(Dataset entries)
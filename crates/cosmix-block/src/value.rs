//! Tagged values held by a [`DataBlock`](crate::DataBlock).

use serde::{Deserialize, Serialize};

/// Type tag of a [`Value`].
#[derive(Debug, Clone, Copy, PartialEq, Eq, Hash, Serialize, Deserialize)]
#[serde(rename_all = "snake_case")]
pub enum ValueKind {
    Int,
    Real,
    Bool,
    Str,
    IntVec,
    RealVec,
}

impl ValueKind {
    /// Returns `true` for vector tags.
    #[must_use]
    pub fn is_vector(self) -> bool {
        matches!(self, Self::IntVec | Self::RealVec)
    }
}

impl std::fmt::Display for ValueKind {
    fn fmt(&self, f: &mut std::fmt::Formatter<'_>) -> std::fmt::Result {
        let name = match self {
            Self::Int => "int",
            Self::Real => "real",
            Self::Bool => "bool",
            Self::Str => "string",
            Self::IntVec => "int vector",
            Self::RealVec => "real vector",
        };
        f.write_str(name)
    }
}

/// A tagged value.
///
/// # Example
///
/// ```
/// use cosmix_block::{Value, ValueKind};
///
/// let v = Value::parse_as(ValueKind::Bool, "T").unwrap();
/// assert_eq!(v, Value::Bool(true));
///
/// let v = Value::parse_as(ValueKind::RealVec, "0.1 0.2, 0.3").unwrap();
/// assert_eq!(v, Value::RealVec(vec![0.1, 0.2, 0.3]));
///
/// assert!(Value::parse_as(ValueKind::Int, "0.5").is_none());
/// ```
#[derive(Debug, Clone, PartialEq, Serialize, Deserialize)]
#[serde(tag = "type", content = "value", rename_all = "snake_case")]
pub enum Value {
    Int(i64),
    Real(f64),
    Bool(bool),
    Str(String),
    IntVec(Vec<i64>),
    RealVec(Vec<f64>),
}

impl Value {
    /// Returns the type tag.
    #[must_use]
    pub fn kind(&self) -> ValueKind {
        match self {
            Self::Int(_) => ValueKind::Int,
            Self::Real(_) => ValueKind::Real,
            Self::Bool(_) => ValueKind::Bool,
            Self::Str(_) => ValueKind::Str,
            Self::IntVec(_) => ValueKind::IntVec,
            Self::RealVec(_) => ValueKind::RealVec,
        }
    }

    /// Parses `text` as a value of the given tag.
    ///
    /// Returns `None` when the text is not a valid representation of that
    /// tag. Strings always parse (surrounding quotes are stripped).
    #[must_use]
    pub fn parse_as(kind: ValueKind, text: &str) -> Option<Self> {
        let text = text.trim();
        match kind {
            ValueKind::Int => text.parse().ok().map(Self::Int),
            ValueKind::Real => text.parse().ok().map(Self::Real),
            ValueKind::Bool => parse_bool(text).map(Self::Bool),
            ValueKind::Str => Some(Self::Str(strip_quotes(text).to_string())),
            ValueKind::IntVec => split_list(text)
                .map(|t| t.parse().ok())
                .collect::<Option<Vec<i64>>>()
                .map(Self::IntVec),
            ValueKind::RealVec => split_list(text)
                .map(|t| t.parse().ok())
                .collect::<Option<Vec<f64>>>()
                .map(Self::RealVec),
        }
    }

    /// Infers a tag from free text: int, then real, then bool, else string.
    #[must_use]
    pub fn infer(text: &str) -> Self {
        let text = text.trim();
        if let Ok(i) = text.parse::<i64>() {
            return Self::Int(i);
        }
        if let Ok(r) = text.parse::<f64>() {
            return Self::Real(r);
        }
        match text {
            "T" | "F" | "true" | "false" | "True" | "False" => {
                Self::Bool(matches!(text, "T" | "true" | "True"))
            }
            _ => Self::Str(strip_quotes(text).to_string()),
        }
    }

    /// Real view; integers widen.
    #[must_use]
    pub fn as_real(&self) -> Option<f64> {
        match self {
            Self::Real(r) => Some(*r),
            Self::Int(i) => Some(*i as f64),
            _ => None,
        }
    }

    #[must_use]
    pub fn as_int(&self) -> Option<i64> {
        match self {
            Self::Int(i) => Some(*i),
            _ => None,
        }
    }

    #[must_use]
    pub fn as_bool(&self) -> Option<bool> {
        match self {
            Self::Bool(b) => Some(*b),
            _ => None,
        }
    }

    #[must_use]
    pub fn as_str(&self) -> Option<&str> {
        match self {
            Self::Str(s) => Some(s),
            _ => None,
        }
    }

    /// Real vector view; integer vectors widen.
    #[must_use]
    pub fn as_real_vec(&self) -> Option<Vec<f64>> {
        match self {
            Self::RealVec(v) => Some(v.clone()),
            Self::IntVec(v) => Some(v.iter().map(|&i| i as f64).collect()),
            _ => None,
        }
    }

    #[must_use]
    pub fn as_int_vec(&self) -> Option<&[i64]> {
        match self {
            Self::IntVec(v) => Some(v),
            _ => None,
        }
    }

    /// Number of elements for vectors, `None` for scalars.
    #[must_use]
    pub fn vector_len(&self) -> Option<usize> {
        match self {
            Self::IntVec(v) => Some(v.len()),
            Self::RealVec(v) => Some(v.len()),
            _ => None,
        }
    }
}

impl std::fmt::Display for Value {
    fn fmt(&self, f: &mut std::fmt::Formatter<'_>) -> std::fmt::Result {
        match self {
            Self::Int(i) => write!(f, "{i}"),
            Self::Real(r) => write!(f, "{r}"),
            Self::Bool(b) => f.write_str(if *b { "True" } else { "False" }),
            Self::Str(s) => f.write_str(s),
            Self::IntVec(v) => write_joined(f, v),
            Self::RealVec(v) => write_joined(f, v),
        }
    }
}

fn write_joined<T: std::fmt::Display>(
    f: &mut std::fmt::Formatter<'_>,
    items: &[T],
) -> std::fmt::Result {
    for (i, item) in items.iter().enumerate() {
        if i > 0 {
            f.write_str(" ")?;
        }
        write!(f, "{item}")?;
    }
    Ok(())
}

impl From<f64> for Value {
    fn from(v: f64) -> Self {
        Self::Real(v)
    }
}

impl From<i64> for Value {
    fn from(v: i64) -> Self {
        Self::Int(v)
    }
}

impl From<i32> for Value {
    fn from(v: i32) -> Self {
        Self::Int(i64::from(v))
    }
}

impl From<bool> for Value {
    fn from(v: bool) -> Self {
        Self::Bool(v)
    }
}

impl From<&str> for Value {
    fn from(v: &str) -> Self {
        Self::Str(v.to_string())
    }
}

impl From<String> for Value {
    fn from(v: String) -> Self {
        Self::Str(v)
    }
}

impl From<Vec<f64>> for Value {
    fn from(v: Vec<f64>) -> Self {
        Self::RealVec(v)
    }
}

impl From<Vec<i64>> for Value {
    fn from(v: Vec<i64>) -> Self {
        Self::IntVec(v)
    }
}

/// Types that can be read out of a [`Value`].
pub trait FromValue: Sized {
    /// Tag reported in type errors.
    const KIND: ValueKind;

    fn from_value(value: &Value) -> Option<Self>;
}

impl FromValue for f64 {
    const KIND: ValueKind = ValueKind::Real;

    fn from_value(value: &Value) -> Option<Self> {
        value.as_real()
    }
}

impl FromValue for i64 {
    const KIND: ValueKind = ValueKind::Int;

    fn from_value(value: &Value) -> Option<Self> {
        value.as_int()
    }
}

impl FromValue for bool {
    const KIND: ValueKind = ValueKind::Bool;

    fn from_value(value: &Value) -> Option<Self> {
        value.as_bool()
    }
}

impl FromValue for String {
    const KIND: ValueKind = ValueKind::Str;

    fn from_value(value: &Value) -> Option<Self> {
        value.as_str().map(str::to_string)
    }
}

impl FromValue for Vec<f64> {
    const KIND: ValueKind = ValueKind::RealVec;

    fn from_value(value: &Value) -> Option<Self> {
        value.as_real_vec()
    }
}

impl FromValue for Vec<i64> {
    const KIND: ValueKind = ValueKind::IntVec;

    fn from_value(value: &Value) -> Option<Self> {
        value.as_int_vec().map(<[i64]>::to_vec)
    }
}

/// Parses a boolean.
///
/// Accepts `T`/`F`, `true`/`false`, `yes`/`no`, `on`/`off`, `1`/`0`
/// (case-insensitive).
#[must_use]
pub fn parse_bool(s: &str) -> Option<bool> {
    match s.trim().to_ascii_lowercase().as_str() {
        "t" | "true" | "1" | "yes" | "y" | "on" => Some(true),
        "f" | "false" | "0" | "no" | "n" | "off" => Some(false),
        _ => None,
    }
}

/// Splits a whitespace- and/or comma-separated list.
pub fn split_list(s: &str) -> impl Iterator<Item = &str> {
    s.split(|c: char| c.is_whitespace() || c == ',')
        .filter(|t| !t.is_empty())
}

fn strip_quotes(s: &str) -> &str {
    let bytes = s.as_bytes();
    if bytes.len() >= 2
        && ((bytes[0] == b'"' && bytes[bytes.len() - 1] == b'"')
            || (bytes[0] == b'\'' && bytes[bytes.len() - 1] == b'\''))
    {
        &s[1..s.len() - 1]
    } else {
        s
    }
}

#[cfg(test)]
mod tests {
    use super::*;

    #[test]
    fn parse_bool_values() {
        for t in ["T", "true", "TRUE", "1", "yes", "on"] {
            assert_eq!(parse_bool(t), Some(true), "{t}");
        }
        for f in ["F", "false", "0", "no", "OFF"] {
            assert_eq!(parse_bool(f), Some(false), "{f}");
        }
        assert_eq!(parse_bool("maybe"), None);
    }

    #[test]
    fn parse_as_respects_kind() {
        assert_eq!(Value::parse_as(ValueKind::Int, " 42 "), Some(Value::Int(42)));
        assert_eq!(Value::parse_as(ValueKind::Real, "1"), Some(Value::Real(1.0)));
        assert_eq!(Value::parse_as(ValueKind::Int, "1.5"), None);
        assert_eq!(Value::parse_as(ValueKind::Bool, "perhaps"), None);
        assert_eq!(
            Value::parse_as(ValueKind::Str, "\"mead2020\""),
            Some(Value::Str("mead2020".into()))
        );
        assert_eq!(
            Value::parse_as(ValueKind::IntVec, "1,2 3"),
            Some(Value::IntVec(vec![1, 2, 3]))
        );
        assert_eq!(Value::parse_as(ValueKind::RealVec, "1 x"), None);
    }

    #[test]
    fn infer_prefers_numbers() {
        assert_eq!(Value::infer("3"), Value::Int(3));
        assert_eq!(Value::infer("3.5"), Value::Real(3.5));
        assert_eq!(Value::infer("T"), Value::Bool(true));
        assert_eq!(Value::infer("camb"), Value::Str("camb".into()));
    }

    #[test]
    fn display_formats() {
        assert_eq!(Value::Real(100.261).to_string(), "100.261");
        assert_eq!(Value::Bool(true).to_string(), "True");
        assert_eq!(Value::RealVec(vec![1.0, 2.5]).to_string(), "1 2.5");
    }

    #[test]
    fn widening_views() {
        assert_eq!(Value::Int(2).as_real(), Some(2.0));
        assert_eq!(Value::IntVec(vec![1, 2]).as_real_vec(), Some(vec![1.0, 2.0]));
        assert_eq!(Value::Real(2.0).as_int(), None);
    }

    #[test]
    fn serde_is_tagged() {
        let json = serde_json::to_string(&Value::Real(0.5)).expect("serialize");
        assert_eq!(json, r#"{"type":"real","value":0.5}"#);
        let back: Value = serde_json::from_str(&json).expect("deserialize");
        assert_eq!(back, Value::Real(0.5));
    }
}
//! Application-level error type.
//!
//! [`RunError`] collects every failure a run can end with. Wrapped errors
//! keep their own codes; the variants raised by the driver itself use the
//! `RUN_` prefix.

use cosmix_runtime::{ConfigError, OutputError, PipelineError, PoolError, SamplerError};
use cosmix_types::ErrorCode;
use std::path::PathBuf;
use thiserror::Error;

/// Unified run error.
///
/// # Example
///
/// ```
/// use cosmix_app::RunError;
/// use cosmix_runtime::ConfigError;
/// use cosmix_types::ErrorCode;
///
/// let err: RunError = ConfigError::missing("pipeline", "modules").into();
/// assert_eq!(err.code(), "CONFIG_MISSING_OPTION");
/// assert!(err.is_configuration());
/// ```
#[derive(Debug, Error)]
pub enum RunError {
    /// Parameter file, overrides, values or priors were rejected.
    #[error(transparent)]
    Config(#[from] ConfigError),

    /// The worker threads could not be started.
    #[error(transparent)]
    Pool(#[from] PoolError),

    /// Building or evaluating the pipeline failed.
    #[error(transparent)]
    Pipeline(#[from] PipelineError),

    /// The sampler failed.
    #[error(transparent)]
    Sampler(SamplerError),

    /// Writing the chain failed.
    #[error(transparent)]
    Output(#[from] OutputError),

    /// A module needs a file that does not exist.
    #[error("module '{module}' needs {path}, which does not exist")]
    MissingDependency { module: String, path: PathBuf },

    /// Postprocessing could not summarise the chain.
    #[error("postprocess: {0}")]
    Postprocess(String),

    /// Filesystem failure outside the chain writer.
    #[error("{path}: {source}")]
    Io {
        path: PathBuf,
        #[source]
        source: std::io::Error,
    },

    /// The run was cancelled.
    #[error("run cancelled")]
    Cancelled,
}

impl RunError {
    /// Returns `true` for errors raised before any module executed.
    #[must_use]
    pub fn is_configuration(&self) -> bool {
        match self {
            Self::Config(_) => true,
            Self::Pipeline(e) => e.is_configuration(),
            Self::Sampler(e) => matches!(
                e,
                SamplerError::Unknown(_) | SamplerError::Config(_) | SamplerError::InvalidOption { .. }
            ),
            _ => false,
        }
    }

    pub(crate) fn io(path: impl Into<PathBuf>, source: std::io::Error) -> Self {
        Self::Io {
            path: path.into(),
            source,
        }
    }
}

impl From<SamplerError> for RunError {
    fn from(e: SamplerError) -> Self {
        match e {
            SamplerError::Cancelled => Self::Cancelled,
            SamplerError::Pipeline(e) => Self::Pipeline(e),
            other => Self::Sampler(other),
        }
    }
}

impl ErrorCode for RunError {
    fn code(&self) -> &'static str {
        match self {
            Self::Config(e) => e.code(),
            Self::Pool(e) => e.code(),
            Self::Pipeline(e) => e.code(),
            Self::Sampler(e) => e.code(),
            Self::Output(e) => e.code(),
            Self::MissingDependency { .. } => "RUN_MISSING_DEPENDENCY",
            Self::Postprocess(_) => "RUN_POSTPROCESS",
            Self::Io { .. } => "RUN_IO",
            Self::Cancelled => "RUN_CANCELLED",
        }
    }

    fn is_recoverable(&self) -> bool {
        match self {
            Self::MissingDependency { .. } => true,
            Self::Io { .. } => true,
            Self::Config(e) => e.is_recoverable(),
            _ => false,
        }
    }
}

#[cfg(test)]
mod tests {
    use super::*;
    use cosmix_types::assert_error_codes;

    #[test]
    fn own_codes_follow_convention() {
        assert_error_codes(
            &[
                RunError::MissingDependency {
                    module: "sn".into(),
                    path: "data/sn.txt".into(),
                },
                RunError::Postprocess("no valid samples".into()),
                RunError::io("out", std::io::Error::other("disk full")),
                RunError::Cancelled,
            ],
            "RUN_",
        );
    }

    #[test]
    fn sampler_errors_unwrap() {
        assert!(matches!(RunError::from(SamplerError::Cancelled), RunError::Cancelled));
        let err = RunError::from(SamplerError::Pipeline(PipelineError::NoModules));
        assert_eq!(err.code(), "PIPELINE_NO_MODULES");
        assert!(err.is_configuration());
        let err = RunError::from(SamplerError::InvalidStart("x".into()));
        assert_eq!(err.code(), "SAMPLER_INVALID_START");
        assert!(!err.is_configuration());
    }

    #[test]
    fn missing_dependency_is_recoverable() {
        let err = RunError::MissingDependency {
            module: "sn".into(),
            path: "data/sn.txt".into(),
        };
        assert!(err.is_recoverable());
        assert!(!RunError::Cancelled.is_recoverable());
    }
}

• [Exercise goal] Where the string "failure" appears in a line of the entries above, return that line.

• [Worked solution]
//! [`RunError`] collects every failure a run can end with. Wrapped errors
    /// Filesystem failure outside the chain writer.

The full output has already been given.